--- Data to process ---

// Copyright (c) 2025 Erick Bourgeois, firestoned
// SPDX-License-Identifier: MIT

//! Unit tests for `catalog.rs`

#[cfg(test)]
mod tests {
    use super::super::{
        any_instance, find_foreign_resources, references_gateway, ManagedResourceCatalog,
    };
    use crate::cluster::kinds;
    use crate::errors::ConfigurationError;
    use crate::testing::{dynamic, FakeCluster};
    use serde_json::json;
    use std::io::Write;

    const KYMA_GATEWAY: &str = "kyma-system/kyma-gateway";

    const EMPTY_APIRULE_CATALOG: &str = r#"
resources:
  - groupVersionKind:
      group: gateway.kyma-project.io
      version: v1beta1
      kind: APIRule
"#;

    const APIRULE_CATALOG_WITH_ENTRY: &str = r#"
resources:
  - groupVersionKind:
      group: gateway.kyma-project.io
      version: v1beta1
      kind: APIRule
    controlledList:
      - name: "api-rule"
        namespace: "default"
"#;

    fn seed_api_rule(fake: &FakeCluster, namespace: &str, name: &str, gateway: &str) {
        fake.insert(
            &kinds::api_rule(),
            dynamic(
                &kinds::api_rule(),
                Some(namespace),
                name,
                json!({ "spec": { "gateway": gateway } }),
            ),
        );
    }

    #[tokio::test]
    async fn test_unlisted_api_rule_referencing_gateway_is_foreign() {
        let fake = FakeCluster::new();
        seed_api_rule(&fake, "default", "api-rule", KYMA_GATEWAY);
        let catalog = ManagedResourceCatalog::from_yaml(EMPTY_APIRULE_CATALOG).unwrap();

        let found = find_foreign_resources(&fake, &catalog, catalog.kinds(), |r| {
            references_gateway(r, KYMA_GATEWAY)
        })
        .await
        .unwrap();

        assert_eq!(found.len(), 1);
        assert_eq!(found[0].qualified_name(), "default/api-rule");
    }

    #[tokio::test]
    async fn test_listed_api_rule_is_not_foreign() {
        let fake = FakeCluster::new();
        seed_api_rule(&fake, "default", "api-rule", KYMA_GATEWAY);
        let catalog = ManagedResourceCatalog::from_yaml(APIRULE_CATALOG_WITH_ENTRY).unwrap();

        let found = find_foreign_resources(&fake, &catalog, catalog.kinds(), |r| {
            references_gateway(r, KYMA_GATEWAY)
        })
        .await
        .unwrap();

        assert!(found.is_empty());
    }

    #[tokio::test]
    async fn test_irrelevant_foreign_resource_is_ignored() {
        let fake = FakeCluster::new();
        seed_api_rule(&fake, "default", "other", "custom/gateway");
        let catalog = ManagedResourceCatalog::from_yaml(EMPTY_APIRULE_CATALOG).unwrap();

        let found = find_foreign_resources(&fake, &catalog, catalog.kinds(), |r| {
            references_gateway(r, KYMA_GATEWAY)
        })
        .await
        .unwrap();
        assert!(found.is_empty());

        let found = find_foreign_resources(&fake, &catalog, catalog.kinds(), any_instance)
            .await
            .unwrap();
        assert_eq!(found.len(), 1);
    }

    #[tokio::test]
    async fn test_uninstalled_kind_yields_no_results() {
        let fake = FakeCluster::new();
        fake.remove_kind(&kinds::oathkeeper_rule());
        seed_api_rule(&fake, "default", "api-rule", KYMA_GATEWAY);
        let catalog = ManagedResourceCatalog::embedded().unwrap();

        let found = find_foreign_resources(
            &fake,
            &catalog,
            &[kinds::oathkeeper_rule(), kinds::api_rule()],
            any_instance,
        )
        .await
        .unwrap();
        assert_eq!(found.len(), 1);
    }

    #[tokio::test]
    async fn test_virtual_service_gateway_list_is_checked() {
        let fake = FakeCluster::new();
        for (name, gateways) in [
            ("uses-kyma", json!(["mesh", KYMA_GATEWAY])),
            ("uses-other", json!(["custom/gateway"])),
        ] {
            fake.insert(
                &kinds::virtual_service(),
                dynamic(
                    &kinds::virtual_service(),
                    Some("default"),
                    name,
                    json!({ "spec": { "gateways": gateways } }),
                ),
            );
        }
        // The module's own health check VirtualService also references the gateway.
        fake.insert(
            &kinds::virtual_service(),
            dynamic(
                &kinds::virtual_service(),
                Some("kyma-system"),
                "istio-healthz",
                json!({ "spec": { "gateways": [KYMA_GATEWAY] } }),
            ),
        );
        let catalog = ManagedResourceCatalog::embedded().unwrap();

        let found = find_foreign_resources(&fake, &catalog, catalog.kinds(), |r| {
            references_gateway(r, KYMA_GATEWAY)
        })
        .await
        .unwrap();

        let names: Vec<String> = found.iter().map(|r| r.qualified_name()).collect();
        assert_eq!(names, vec!["default/uses-kyma".to_string()]);
    }

    #[test]
    fn test_patterns_are_anchored() {
        let catalog = ManagedResourceCatalog::from_yaml(APIRULE_CATALOG_WITH_ENTRY).unwrap();
        let gvk = kinds::api_rule();
        assert!(catalog.is_managed(&gvk, "default", "api-rule"));
        assert!(!catalog.is_managed(&gvk, "default", "my-api-rule"));
        assert!(!catalog.is_managed(&gvk, "default-2", "api-rule"));
        assert!(!catalog.is_managed(&kinds::virtual_service(), "default", "api-rule"));
    }

    #[test]
    fn test_overlapping_entries_are_order_independent() {
        let yaml = r#"
resources:
  - groupVersionKind: { group: networking.istio.io, version: v1beta1, kind: VirtualService }
    controlledList:
      - { name: "kyma-.*", namespace: ".*" }
      - { name: "kyma-gateway", namespace: "kyma-system" }
"#;
        let reversed = r#"
resources:
  - groupVersionKind: { group: networking.istio.io, version: v1beta1, kind: VirtualService }
    controlledList:
      - { name: "kyma-gateway", namespace: "kyma-system" }
      - { name: "kyma-.*", namespace: ".*" }
"#;
        let a = ManagedResourceCatalog::from_yaml(yaml).unwrap();
        let b = ManagedResourceCatalog::from_yaml(reversed).unwrap();
        let gvk = kinds::virtual_service();
        for (ns, name) in [("kyma-system", "kyma-gateway"), ("default", "kyma-x"), ("a", "b")] {
            assert_eq!(a.is_managed(&gvk, ns, name), b.is_managed(&gvk, ns, name));
        }
    }

    #[test]
    fn test_invalid_pattern_fails_at_load() {
        let yaml = r#"
resources:
  - groupVersionKind: { group: gateway.kyma-project.io, version: v1beta1, kind: APIRule }
    controlledList:
      - { name: "api-rule(", namespace: "default" }
"#;
        let err = ManagedResourceCatalog::from_yaml(yaml).unwrap_err();
        assert!(matches!(err, ConfigurationError::InvalidPattern { ref pattern, .. } if pattern == "api-rule("));
    }

    #[test]
    fn test_pascal_case_keys_are_accepted() {
        let yaml = r#"
resources:
  - GroupVersionKind: { group: networking.istio.io, version: v1beta1, kind: VirtualService }
    ControlledList:
      - { name: "istio-healthz", namespace: "istio-system" }
"#;
        let catalog = ManagedResourceCatalog::from_yaml(yaml).unwrap();
        assert!(catalog.is_managed(&kinds::virtual_service(), "istio-system", "istio-healthz"));
    }

    #[test]
    fn test_from_file_and_missing_file() {
        let mut file = tempfile::NamedTempFile::new().unwrap();
        file.write_all(APIRULE_CATALOG_WITH_ENTRY.as_bytes()).unwrap();
        let catalog = ManagedResourceCatalog::from_file(file.path()).unwrap();
        assert_eq!(catalog.kinds(), &[kinds::api_rule()]);

        let err = ManagedResourceCatalog::from_file(std::path::Path::new("/nonexistent/catalog.yaml"))
            .unwrap_err();
        assert!(matches!(err, ConfigurationError::Read { .. }));
    }

    #[test]
    fn test_embedded_catalog_lists_gateway_consumers() {
        let catalog = ManagedResourceCatalog::embedded().unwrap();
        assert!(catalog.kinds().contains(&kinds::api_rule()));
        assert!(catalog.kinds().contains(&kinds::virtual_service()));
        assert!(catalog.kinds().contains(&kinds::oathkeeper_rule()));
    }
}
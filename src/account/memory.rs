//! Account Store - in-process implementation
//!
//! The mutex stands in for the per-row lock of the PostgreSQL store:
//! balance check, mutation and ledger append happen under one guard.

use std::collections::HashMap;
use std::sync::Arc;

use async_trait::async_trait;
use rust_decimal::Decimal;
use tokio::sync::Mutex;

use crate::clock::{Clock, SystemClock};
use crate::ledger::{EntryKind, LedgerEntry};
use crate::order::{OrderError, OrderId};

use super::models::Account;
use super::store::AccountStore;

#[derive(Default)]
struct Inner {
    accounts: HashMap<i64, Account>,
    ledger: Vec<LedgerEntry>,
    next_entry_id: i64,
}

/// In-process account store
pub struct MemoryAccountStore {
    inner: Mutex<Inner>,
    clock: Arc<dyn Clock>,
}

impl MemoryAccountStore {
    pub fn new() -> Self {
        Self::with_clock(Arc::new(SystemClock))
    }

    pub fn with_clock(clock: Arc<dyn Clock>) -> Self {
        Self {
            inner: Mutex::new(Inner::default()),
            clock,
        }
    }

    /// Seed an account with a starting cash balance (test helper)
    pub async fn seed(&self, user_id: i64, cash: Decimal) {
        let now = self.clock.now();
        let mut inner = self.inner.lock().await;
        let account = inner
            .accounts
            .entry(user_id)
            .or_insert_with(|| Account::empty(user_id, now));
        account.cash_balance = cash;
    }
}

impl Default for MemoryAccountStore {
    fn default() -> Self {
        Self::new()
    }
}

#[async_trait]
impl AccountStore for MemoryAccountStore {
    async fn get(&self, user_id: i64) -> Result<Option<Account>, OrderError> {
        let inner = self.inner.lock().await;
        Ok(inner.accounts.get(&user_id).cloned())
    }

    async fn open(&self, user_id: i64) -> Result<Account, OrderError> {
        let now = self.clock.now();
        let mut inner = self.inner.lock().await;
        Ok(inner
            .accounts
            .entry(user_id)
            .or_insert_with(|| Account::empty(user_id, now))
            .clone())
    }

    async fn credit(
        &self,
        user_id: i64,
        cash: Decimal,
        bonus: Decimal,
        order_id: &OrderId,
    ) -> Result<LedgerEntry, OrderError> {
        let now = self.clock.now();
        let mut inner = self.inner.lock().await;

        let account = inner
            .accounts
            .entry(user_id)
            .or_insert_with(|| Account::empty(user_id, now));

        let before = account.total();
        account.cash_balance += cash;
        account.bonus_balance += bonus;
        account.version += 1;
        account.updated_at = now;
        let after = account.total();

        inner.next_entry_id += 1;
        let entry = LedgerEntry {
            entry_id: inner.next_entry_id,
            user_id,
            order_id: *order_id,
            kind: EntryKind::Credit,
            amount: cash + bonus,
            balance_before: before,
            balance_after: after,
            created_at: now,
        };
        inner.ledger.push(entry.clone());

        Ok(entry)
    }

    async fn debit(
        &self,
        user_id: i64,
        amount: Decimal,
        order_id: &OrderId,
    ) -> Result<LedgerEntry, OrderError> {
        let now = self.clock.now();
        let mut inner = self.inner.lock().await;

        let account = inner
            .accounts
            .get_mut(&user_id)
            .ok_or(OrderError::AccountNotFound(user_id))?;

        if !account.can_debit(amount) {
            return Err(OrderError::InsufficientBalance);
        }

        let before = account.total();
        account.cash_balance -= amount;
        account.version += 1;
        account.updated_at = now;
        let after = account.total();

        inner.next_entry_id += 1;
        let entry = LedgerEntry {
            entry_id: inner.next_entry_id,
            user_id,
            order_id: *order_id,
            kind: EntryKind::Debit,
            amount,
            balance_before: before,
            balance_after: after,
            created_at: now,
        };
        inner.ledger.push(entry.clone());

        Ok(entry)
    }

    async fn ledger(&self, user_id: i64) -> Result<Vec<LedgerEntry>, OrderError> {
        let inner = self.inner.lock().await;
        Ok(inner
            .ledger
            .iter()
            .filter(|e| e.user_id == user_id)
            .cloned()
            .collect())
    }
}

#[cfg(test)]
mod tests {
    use super::*;

    #[tokio::test]
    async fn test_credit_creates_account_and_entry() {
        let store = MemoryAccountStore::new();
        let order_id = OrderId::new();

        let entry = store
            .credit(1001, Decimal::from(50), Decimal::ZERO, &order_id)
            .await
            .unwrap();

        assert_eq!(entry.kind, EntryKind::Credit);
        assert_eq!(entry.amount, Decimal::from(50));
        assert_eq!(entry.balance_before, Decimal::ZERO);
        assert_eq!(entry.balance_after, Decimal::from(50));
        assert!(entry.is_balanced());

        let account = store.get(1001).await.unwrap().unwrap();
        assert_eq!(account.cash_balance, Decimal::from(50));
        assert_eq!(account.version, 1);
    }

    #[tokio::test]
    async fn test_debit_insufficient_leaves_no_trace() {
        let store = MemoryAccountStore::new();
        store.seed(1001, Decimal::from(40)).await;

        let err = store
            .debit(1001, Decimal::from(100), &OrderId::new())
            .await
            .unwrap_err();
        assert!(matches!(err, OrderError::InsufficientBalance));

        let account = store.get(1001).await.unwrap().unwrap();
        assert_eq!(account.cash_balance, Decimal::from(40));
        assert!(store.ledger(1001).await.unwrap().is_empty());
    }

    #[tokio::test]
    async fn test_debit_unknown_account() {
        let store = MemoryAccountStore::new();
        let err = store
            .debit(9999, Decimal::ONE, &OrderId::new())
            .await
            .unwrap_err();
        assert!(matches!(err, OrderError::AccountNotFound(9999)));
    }

    #[tokio::test]
    async fn test_ledger_chain_balances() {
        let store = MemoryAccountStore::new();
        store
            .credit(1001, Decimal::from(50), Decimal::from(5), &OrderId::new())
            .await
            .unwrap();
        store
            .debit(1001, Decimal::from(20), &OrderId::new())
            .await
            .unwrap();

        let ledger = store.ledger(1001).await.unwrap();
        assert_eq!(ledger.len(), 2);
        assert!(ledger.iter().all(|e| e.is_balanced()));
        assert_eq!(ledger[1].balance_before, ledger[0].balance_after);
        assert_eq!(crate::ledger::replay(&ledger), Decimal::from(35));
    }
}
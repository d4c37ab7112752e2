//! Order FSM State Definitions
//!
//! Canonical status values plus normalization of legacy spellings that
//! older intake paths wrote into the store. Normalization happens at the
//! data-access boundary only; the transition engine never sees a raw
//! legacy string.

use std::fmt;

use serde::{Deserialize, Serialize};

/// Order lifecycle states
///
/// Terminal states: COMPLETED, FAILED, REJECTED, CANCELLED.
/// `pending_approval` has no edge to `processing`: a side effect must
/// never execute without a recorded approval.
#[derive(Debug, Clone, Copy, PartialEq, Eq, Hash, Serialize, Deserialize)]
#[serde(rename_all = "snake_case")]
pub enum OrderStatus {
    /// Initial state for approval-required order types
    PendingApproval,

    /// An actor recorded an explicit approval
    Approved,

    /// Side-effect execution in progress (initial for direct-execution types)
    Processing,

    /// Terminal: side effect committed, funds moved
    Completed,

    /// Terminal: side-effect execution failed, no further automatic retry
    Failed,

    /// Terminal: an actor declined the order
    Rejected,

    /// Terminal: withdrawn before a decision (user or expiry sweep)
    Cancelled,
}

impl OrderStatus {
    /// Check if this is a terminal state (no more transitions possible)
    #[inline]
    pub fn is_terminal(&self) -> bool {
        matches!(
            self,
            OrderStatus::Completed
                | OrderStatus::Failed
                | OrderStatus::Rejected
                | OrderStatus::Cancelled
        )
    }

    /// States reachable from this state
    pub fn allowed_next(&self) -> &'static [OrderStatus] {
        match self {
            OrderStatus::PendingApproval => &[
                OrderStatus::Approved,
                OrderStatus::Rejected,
                OrderStatus::Cancelled,
            ],
            OrderStatus::Approved => &[OrderStatus::Processing],
            OrderStatus::Processing => &[OrderStatus::Completed, OrderStatus::Failed],
            OrderStatus::Completed
            | OrderStatus::Failed
            | OrderStatus::Rejected
            | OrderStatus::Cancelled => &[],
        }
    }

    /// Check if transitioning to `next` is allowed by the adjacency map
    #[inline]
    pub fn can_transition_to(&self, next: OrderStatus) -> bool {
        self.allowed_next().contains(&next)
    }

    /// Canonical storage spelling
    pub fn as_str(&self) -> &'static str {
        match self {
            OrderStatus::PendingApproval => "pending_approval",
            OrderStatus::Approved => "approved",
            OrderStatus::Processing => "processing",
            OrderStatus::Completed => "completed",
            OrderStatus::Failed => "failed",
            OrderStatus::Rejected => "rejected",
            OrderStatus::Cancelled => "cancelled",
        }
    }

    /// All spellings that resolve to this status: the canonical one first,
    /// then legacy values produced by older code paths. CAS predicates in
    /// the Postgres store match against the full alias list so that rows
    /// written by legacy intakes still serialize through the engine.
    pub fn db_aliases(&self) -> &'static [&'static str] {
        match self {
            OrderStatus::PendingApproval => &["pending_approval", "pending", "waiting", "new"],
            OrderStatus::Approved => &["approved", "accepted"],
            OrderStatus::Processing => &["processing", "in_progress", "executing"],
            OrderStatus::Completed => &["completed", "success", "done", "paid"],
            OrderStatus::Failed => &["failed", "error"],
            OrderStatus::Rejected => &["rejected", "declined", "denied"],
            OrderStatus::Cancelled => &["cancelled", "canceled", "void"],
        }
    }

    /// Normalize a stored status string (canonical or legacy) to a
    /// canonical status. Returns `None` for unrecognized values.
    pub fn normalize(raw: &str) -> Option<Self> {
        let raw = raw.trim().to_ascii_lowercase();
        const ALL: [OrderStatus; 7] = [
            OrderStatus::PendingApproval,
            OrderStatus::Approved,
            OrderStatus::Processing,
            OrderStatus::Completed,
            OrderStatus::Failed,
            OrderStatus::Rejected,
            OrderStatus::Cancelled,
        ];
        ALL.into_iter()
            .find(|s| s.db_aliases().contains(&raw.as_str()))
    }
}

impl fmt::Display for OrderStatus {
    fn fmt(&self, f: &mut fmt::Formatter<'_>) -> fmt::Result {
        write!(f, "{}", self.as_str())
    }
}

#[cfg(test)]
mod tests {
    use super::*;

    #[test]
    fn test_terminal_states() {
        assert!(OrderStatus::Completed.is_terminal());
        assert!(OrderStatus::Failed.is_terminal());
        assert!(OrderStatus::Rejected.is_terminal());
        assert!(OrderStatus::Cancelled.is_terminal());

        assert!(!OrderStatus::PendingApproval.is_terminal());
        assert!(!OrderStatus::Approved.is_terminal());
        assert!(!OrderStatus::Processing.is_terminal());
    }

    #[test]
    fn test_no_approval_bypass_edge() {
        // pending_approval must never reach processing directly
        assert!(!OrderStatus::PendingApproval.can_transition_to(OrderStatus::Processing));
        assert!(OrderStatus::PendingApproval.can_transition_to(OrderStatus::Approved));
        assert!(OrderStatus::Approved.can_transition_to(OrderStatus::Processing));
    }

    #[test]
    fn test_terminal_states_have_no_edges() {
        for s in [
            OrderStatus::Completed,
            OrderStatus::Failed,
            OrderStatus::Rejected,
            OrderStatus::Cancelled,
        ] {
            assert!(s.allowed_next().is_empty(), "{s} must have no edges");
        }
    }

    #[test]
    fn test_normalize_canonical() {
        for s in [
            OrderStatus::PendingApproval,
            OrderStatus::Approved,
            OrderStatus::Processing,
            OrderStatus::Completed,
            OrderStatus::Failed,
            OrderStatus::Rejected,
            OrderStatus::Cancelled,
        ] {
            assert_eq!(OrderStatus::normalize(s.as_str()), Some(s));
        }
    }

    #[test]
    fn test_normalize_legacy_spellings() {
        assert_eq!(
            OrderStatus::normalize("waiting"),
            Some(OrderStatus::PendingApproval)
        );
        assert_eq!(
            OrderStatus::normalize("pending"),
            Some(OrderStatus::PendingApproval)
        );
        assert_eq!(OrderStatus::normalize("success"), Some(OrderStatus::Completed));
        assert_eq!(OrderStatus::normalize("error"), Some(OrderStatus::Failed));
        assert_eq!(OrderStatus::normalize("canceled"), Some(OrderStatus::Cancelled));
        assert_eq!(OrderStatus::normalize("declined"), Some(OrderStatus::Rejected));
        assert_eq!(
            OrderStatus::normalize("  IN_PROGRESS "),
            Some(OrderStatus::Processing)
        );
    }

    #[test]
    fn test_normalize_unknown() {
        assert_eq!(OrderStatus::normalize("garbage"), None);
        assert_eq!(OrderStatus::normalize(""), None);
    }

    #[test]
    fn test_aliases_start_with_canonical() {
        for s in [
            OrderStatus::PendingApproval,
            OrderStatus::Approved,
            OrderStatus::Processing,
            OrderStatus::Completed,
            OrderStatus::Failed,
            OrderStatus::Rejected,
            OrderStatus::Cancelled,
        ] {
            assert_eq!(s.db_aliases()[0], s.as_str());
        }
    }
}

---

In the entries above, how many lines hold the word "values"? State the number only.

Written solution: 3